President Obama has lost the support of many of the independent voters who helped him win two years ago. Many have told pollsters they now favor Republican candidates.
The Democratic Party is focusing its efforts on getting Obama's 2008 voters back to the polls in November -- a dicey prospect for a midterm election when Obama is not on the ballot.
A new NBC News/Wall Street Journal poll found 62 percent of Americans believe the country is moving in the wrong direction, and 57 percent said they disapproved of President Obama's job performance.
That's good news for Republicans, who want to make the election a referendum on the first two years of Obama's presidency. The NBC News/Wall Street Journal pollsters surmised that Republicans could claim both chambers of Congress.

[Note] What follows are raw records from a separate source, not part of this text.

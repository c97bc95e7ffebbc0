//! Grid strategy pipeline
//!
//! snapshot -> weighted ATR -> pivots -> recommendation -> grid schedule.
//! Every stage is a pure function; nothing here logs or performs I/O.

use rust_decimal::Decimal;
use serde::{Deserialize, Serialize};
use std::slice;

use crate::config::StrategyConfig;
use crate::error::StrategyError;
use crate::grid::{grid_profit_pct, optimize_grid_settings, GridLevel, GridSchedule};
use crate::indicators::weighted_atr;
use crate::pivots::PivotLevels;
use crate::recommendation::{PivotDistances, Recommendation};
use crate::{IndicatorSnapshot, OhlcvBar};

/// Everything derived from one snapshot
#[derive(Debug, Clone, PartialEq, Eq, Serialize, Deserialize)]
pub struct GridStrategy {
    pub current_price: Decimal,
    pub pivots: PivotLevels,
    pub atr: Decimal,
    pub distances: PivotDistances,
    pub recommendation: Recommendation,
    pub grid: GridSchedule,
    pub grid_profit_pct: Decimal,
}

impl GridStrategy {
    /// Ladder rungs for display
    pub fn levels(&self) -> Vec<GridLevel> {
        self.grid.levels(self.recommendation, self.current_price)
    }
}

/// Run the full pipeline on one snapshot
///
/// The close is used as the current price. The ATR is the volume-weighted
/// true range of the snapshot treated as a single bar, which is its
/// `high - low`.
pub fn compute_grid_strategy(
    snapshot: &IndicatorSnapshot,
    config: &StrategyConfig,
) -> Result<GridStrategy, StrategyError> {
    config.validate()?;
    snapshot.validate()?;

    let current_price = snapshot.close;
    let pivots = PivotLevels::calculate(snapshot.high, snapshot.low, snapshot.close)?;

    let bar = OhlcvBar::from(snapshot);
    let atr = weighted_atr([slice::from_ref(&bar)])?;

    let distances = PivotDistances::calculate(current_price, pivots.r1, pivots.s1)?;
    let recommendation = distances.classify(&config.thresholds());

    let grid = optimize_grid_settings(
        current_price,
        atr,
        recommendation,
        pivots.s1,
        pivots.r1,
        config.num_grids,
    )?;
    let grid_profit_pct = grid_profit_pct(grid.grid_size, current_price)?;

    Ok(GridStrategy {
        current_price,
        pivots,
        atr,
        distances,
        recommendation,
        grid,
        grid_profit_pct,
    })
}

"You look at the polls right now, and I think the rankings of the Democratic Party have softened; the rankings of the Republican Party have not gone up," said Sen. Evan Bayh, D-Ind. "The public is looking at Washington and saying, 'A pox on all of their houses.' "
Even among Democratic voters, however, 17 percent said they disapprove of Obama's policies, according to the poll.
Key issues are his handling of the economy and more recently, the BP oil spill. An emerging issue is immigration reform, which is always divisive even in a nonelection year.
Over the weekend, administration officials conceded that Guantanamo Bay prison may not close this year, and that hurdles still exist in prosecuting Sept. 11 terrorists -- once hot-button issues for the White House lately engulfed by more recent events.